▶ _Exercise requirements_
Every line of the records that holds the word "ubuntu" should be copied.

[Stored data]
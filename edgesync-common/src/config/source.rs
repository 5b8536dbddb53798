//! Where a configuration value came from.

use serde::Serialize;
use std::fmt;

/// Origin of a configuration value.
#[derive(Debug, Clone, Copy, PartialEq, Eq, Serialize)]
#[serde(rename_all = "snake_case")]
pub enum ConfigSource {
    /// Built-in default.
    Default,
    /// The TOML manifest.
    File,
    /// An `EDGESYNC_*` environment variable.
    Environment,
    /// A command-line flag.
    CommandLine,
}

impl fmt::Display for ConfigSource {
    fn fmt(&self, f: &mut fmt::Formatter<'_>) -> fmt::Result {
        match self {
            Self::Default => write!(f, "default"),
            Self::File => write!(f, "file"),
            Self::Environment => write!(f, "environment"),
            Self::CommandLine => write!(f, "command line"),
        }
    }
}

/// A value tagged with its origin.
#[derive(Debug, Clone, PartialEq, Serialize)]
pub struct Sourced<T> {
    pub value: T,
    pub source: ConfigSource,
    /// Variable name, for environment values.
    #[serde(skip_serializing_if = "Option::is_none")]
    pub var: Option<String>,
}

impl<T> Sourced<T> {
    pub fn from_env(value: T, var: String) -> Self {
        Self {
            value,
            source: ConfigSource::Environment,
            var: Some(var),
        }
    }

    pub fn default_value(value: T) -> Self {
        Self {
            value,
            source: ConfigSource::Default,
            var: None,
        }
    }

    pub fn is_from_env(&self) -> bool {
        self.source == ConfigSource::Environment
    }

    pub fn into_inner(self) -> T {
        self.value
    }
}
//! `edgesync sync`: one file, one target.

use super::helpers::{print_json, print_sync_report};
use crate::ui::TransferBars;
use anyhow::Result;
use edgesync_common::types::remote_path_in_dir;
use edgesync_common::{CommandChannel, EdgeSyncConfig, TransferChannel, TransferTarget, sync_batch};
use std::path::Path;

pub async fn run<C>(
    session: &mut C,
    config: &EdgeSyncConfig,
    local: &Path,
    remote: &str,
    no_verify: bool,
    json: bool,
) -> Result<bool>
where
    C: CommandChannel + TransferChannel,
{
    let target = TransferTarget::new(local, remote_destination(config, local, remote));
    let mut policy = config.sync_policy();
    if no_verify {
        policy = policy.with_verify_integrity(false);
    }

    let bars = TransferBars::new(json);
    let report = sync_batch(session, std::slice::from_ref(&target), &policy, |t| {
        bars.for_target(t)
    })
    .await;

    if json {
        print_json(&report)?;
    } else {
        print_sync_report(&report);
    }
    Ok(report.all_succeeded())
}

/// Remote path for `local` given the `remote` argument.
///
/// A trailing `/` names a directory and keeps the local file name.
fn remote_destination(config: &EdgeSyncConfig, local: &Path, remote: &str) -> String {
    if remote.ends_with('/') {
        let dir = remote.trim_end_matches('/');
        let dir = if dir.is_empty() && remote.starts_with('/') {
            "/"
        } else {
            dir
        };
        remote_path_in_dir(&config.resolve_remote(dir), local)
    } else {
        config.resolve_remote(remote)
    }
}

#[cfg(test)]
mod tests {
    use super::*;
    use edgesync_common::mock::MockDevice;

    fn config() -> EdgeSyncConfig {
        let mut config = EdgeSyncConfig::default();
        config.device.host = "rb5.local".to_string();
        config.device.remote_base = "/home/ubuntu/deploy".to_string();
        config
    }

    #[test]
    fn test_remote_destination() {
        let config = config();
        let local = Path::new("build/model.onnx");
        assert_eq!(
            remote_destination(&config, local, "models/m.onnx"),
            "/home/ubuntu/deploy/models/m.onnx"
        );
        assert_eq!(
            remote_destination(&config, local, "models/"),
            "/home/ubuntu/deploy/models/model.onnx"
        );
        assert_eq!(remote_destination(&config, local, "/tmp/"), "/tmp/model.onnx");
        assert_eq!(remote_destination(&config, local, "/"), "/model.onnx");
    }

    #[tokio::test]
    async fn test_sync_uploads_then_skips() {
        let dir = tempfile::TempDir::new().unwrap();
        let local = dir.path().join("model.onnx");
        std::fs::write(&local, vec![3u8; 700]).unwrap();
        let config = config();
        let mut device = MockDevice::new();

        assert!(run(&mut device, &config, &local, "models/", false, true).await.unwrap());
        assert_eq!(device.file("/home/ubuntu/deploy/models/model.onnx"), Some(&[3u8; 700][..]));

        device.clear_log();
        assert!(run(&mut device, &config, &local, "models/", false, true).await.unwrap());
        assert!(device.uploads().is_empty());
    }

    #[tokio::test]
    async fn test_missing_local_file_fails_the_command() {
        let dir = tempfile::TempDir::new().unwrap();
        let mut device = MockDevice::new();
        let ok = run(&mut device, &config(), &dir.path().join("nope.bin"), "x.bin", false, true)
            .await
            .unwrap();
        assert!(!ok);
        assert!(device.commands().is_empty());
    }
}
//! Upload and download progress bars.

use edgesync_common::TransferTarget;
use edgesync_common::remote::TransferProgress;
use indicatif::{ProgressBar, ProgressStyle};
use std::io::IsTerminal;

const TEMPLATE: &str = "{msg:24!} {bar:40.cyan/blue} {bytes:>10}/{total_bytes:<10} {bytes_per_sec}";

/// Hands out one progress bar per transfer.
///
/// Bars are hidden when stderr is not a terminal or JSON output was asked
/// for, so piped output stays clean.
#[derive(Debug, Clone, Copy)]
pub struct TransferBars {
    enabled: bool,
}

impl TransferBars {
    pub fn new(json: bool) -> Self {
        Self {
            enabled: !json && std::io::stderr().is_terminal(),
        }
    }

    #[cfg(test)]
    pub fn hidden() -> Self {
        Self { enabled: false }
    }

    fn bar(&self, label: String) -> ProgressBar {
        if !self.enabled {
            return ProgressBar::hidden();
        }
        let style = ProgressStyle::default_bar()
            .template(TEMPLATE)
            .map(|s| s.progress_chars("=> "))
            .unwrap_or_else(|_| ProgressStyle::default_bar());
        let bar = ProgressBar::new(0);
        bar.set_style(style);
        bar.set_message(label);
        bar
    }

    /// Callback that drives a bar labelled `label`.
    pub fn callback(&self, label: String) -> Box<dyn FnMut(TransferProgress)> {
        let bar = self.bar(label);
        Box::new(move |p: TransferProgress| {
            if bar.length() != Some(p.total_bytes) {
                bar.set_length(p.total_bytes);
            }
            bar.set_position(p.bytes_sent);
            if p.bytes_sent >= p.total_bytes {
                bar.finish_and_clear();
            }
        })
    }

    /// Callback for uploading `target`.
    pub fn for_target(&self, target: &TransferTarget) -> Box<dyn FnMut(TransferProgress)> {
        self.callback(target.display_name())
    }
}

#[cfg(test)]
mod tests {
    use super::*;

    #[test]
    fn test_hidden_callback_accepts_updates() {
        let bars = TransferBars::hidden();
        let target = TransferTarget::new("build/model.onnx", "/d/model.onnx");
        let mut cb = bars.for_target(&target);
        cb(TransferProgress {
            bytes_sent: 0,
            total_bytes: 10,
        });
        cb(TransferProgress {
            bytes_sent: 10,
            total_bytes: 10,
        });
    }

    #[test]
    fn test_json_mode_disables_bars() {
        assert!(!TransferBars::new(true).enabled);
    }
}
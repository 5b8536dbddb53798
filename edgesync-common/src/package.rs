//! Packing local directories into a single transferable archive.
//!
//! SDK trees hold thousands of small files; probing each one over a slow
//! link costs more than it saves. A package turns a directory into one
//! gzipped tarball, which then goes through the normal artifact sync. On
//! the device a stamp next to the extracted tree records which archive it
//! came from, so an archive is unpacked again only when the stamp is
//! missing or names a different archive.

use crate::errors::PackageError;
use crate::plan::RemoteStep;
use crate::remote::shell;
use crate::types::{TransferTarget, resolve_remote_path};
use serde::{Deserialize, Serialize};
use std::ffi::OsString;
use std::path::{Path, PathBuf};
use std::process::Stdio;
use tokio::process::Command;
use tracing::{debug, info};

/// One directory to ship as an archive.
#[derive(Debug, Clone, PartialEq, Eq, Serialize, Deserialize)]
pub struct PackageSpec {
    /// Local directory whose contents are packed.
    pub source: PathBuf,
    /// Entries inside `source` to include; empty means everything.
    #[serde(default)]
    pub entries: Vec<String>,
    /// Device directory the archive is extracted into.
    pub remote_dir: String,
    /// Archive file name; derived from `source` when unset.
    #[serde(default)]
    pub archive_name: Option<String>,
}

impl PackageSpec {
    pub fn archive_name(&self) -> String {
        self.archive_name
            .clone()
            .unwrap_or_else(|| default_archive_name(&self.source))
    }

    /// Where the archive lands on the device.
    pub fn remote_archive_path(&self, remote_base: &str) -> String {
        resolve_remote_path(remote_base, &self.archive_name())
    }

    /// Step that unpacks the archive unless its stamp is current.
    pub fn extraction_step(&self, remote_base: &str) -> RemoteStep {
        let archive = self.remote_archive_path(remote_base);
        let dir = resolve_remote_path(remote_base, &self.remote_dir);
        RemoteStep::new(
            format!("extract {}", self.archive_name()),
            shell::extract_archive(&archive, &dir),
        )
    }
}

/// `<dir name>.tar.gz`, or `package.tar.gz` for a path with no name.
pub fn default_archive_name(source: &Path) -> String {
    let stem = source
        .file_name()
        .map(|n| n.to_string_lossy().into_owned())
        .filter(|n| !n.is_empty() && n != "." && n != "..")
        .unwrap_or_else(|| "package".to_string());
    format!("{stem}.tar.gz")
}

/// A packed archive waiting to be synced.
#[derive(Debug, Clone)]
pub struct PackagedDirectory {
    pub spec: PackageSpec,
    pub archive: PathBuf,
    pub bytes: u64,
}

impl PackagedDirectory {
    pub fn target(&self, remote_base: &str) -> TransferTarget {
        TransferTarget::new(&self.archive, self.spec.remote_archive_path(remote_base))
    }
}

/// Pack `entries` of `source` (or all of it) into a gzipped tarball.
///
/// Members are sorted by name and carry no owner names, and the gzip
/// header carries no timestamp. Packing an unchanged tree twice yields
/// the same bytes, so the second sync can skip. File mtimes are kept, so
/// a freshly copied tree with identical contents still packs differently.
pub async fn package_directory(
    source: &Path,
    entries: &[String],
    archive: &Path,
) -> Result<u64, PackageError> {
    if !source.is_dir() {
        return Err(PackageError::NotADirectory {
            path: source.to_path_buf(),
        });
    }
    let io_err = |source| PackageError::Io {
        path: archive.to_path_buf(),
        source,
    };

    let out = std::fs::File::create(archive).map_err(io_err)?;

    let mut tar = Command::new("tar");
    tar.args(tar_args(source, entries));
    debug!(source = %source.display(), ?entries, "running tar");
    let mut tar = tar
        .stdout(Stdio::piped())
        .stderr(Stdio::piped())
        .spawn()
        .map_err(PackageError::Spawn)?;

    let tar_stdout: Stdio = tar
        .stdout
        .take()
        .ok_or_else(|| PackageError::Spawn(std::io::Error::other("tar stdout was not captured")))?
        .try_into()
        .map_err(PackageError::Spawn)?;

    let gzip = Command::new("gzip")
        .arg("-n")
        .stdin(tar_stdout)
        .stdout(Stdio::from(out))
        .stderr(Stdio::piped())
        .spawn()
        .map_err(PackageError::Spawn)?;

    let tar_output = tar.wait_with_output().await.map_err(PackageError::Spawn)?;
    let gzip_output = gzip.wait_with_output().await.map_err(PackageError::Spawn)?;

    if !tar_output.status.success() {
        return Err(PackageError::Tar {
            status: tar_output.status.code().unwrap_or(-1),
            stderr: String::from_utf8_lossy(&tar_output.stderr).trim().to_string(),
        });
    }
    if !gzip_output.status.success() {
        return Err(PackageError::Tar {
            status: gzip_output.status.code().unwrap_or(-1),
            stderr: format!("gzip: {}", String::from_utf8_lossy(&gzip_output.stderr).trim()),
        });
    }

    let bytes = std::fs::metadata(archive).map_err(io_err)?.len();
    info!(
        source = %source.display(),
        archive = %archive.display(),
        bytes,
        "packed directory"
    );
    Ok(bytes)
}

/// GNU tar arguments writing a deterministic archive of `source` to stdout.
fn tar_args(source: &Path, entries: &[String]) -> Vec<OsString> {
    let mut args: Vec<OsString> = [
        "--sort=name",
        "--owner=0",
        "--group=0",
        "--numeric-owner",
        "-cf",
        "-",
        "-C",
    ]
    .into_iter()
    .map(OsString::from)
    .collect();
    args.push(source.as_os_str().to_owned());
    if entries.is_empty() {
        args.push(".".into());
    } else {
        args.extend(entries.iter().map(OsString::from));
    }
    args
}

/// Pack every spec into `staging_dir`.
pub async fn package_all(
    specs: &[PackageSpec],
    staging_dir: &Path,
) -> Result<Vec<PackagedDirectory>, PackageError> {
    let mut packed = Vec::with_capacity(specs.len());
    for spec in specs {
        let archive = staging_dir.join(spec.archive_name());
        let bytes = package_directory(&spec.source, &spec.entries, &archive).await?;
        packed.push(PackagedDirectory {
            spec: spec.clone(),
            archive,
            bytes,
        });
    }
    Ok(packed)
}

▶ _Result of the exercise_
        config.device.remote_base = "/home/ubuntu/deploy".to_string();
            "/home/ubuntu/deploy/models/m.onnx"
            "/home/ubuntu/deploy/models/model.onnx"
        assert_eq!(device.file("/home/ubuntu/deploy/models/model.onnx"), Some(&[3u8; 700][..]));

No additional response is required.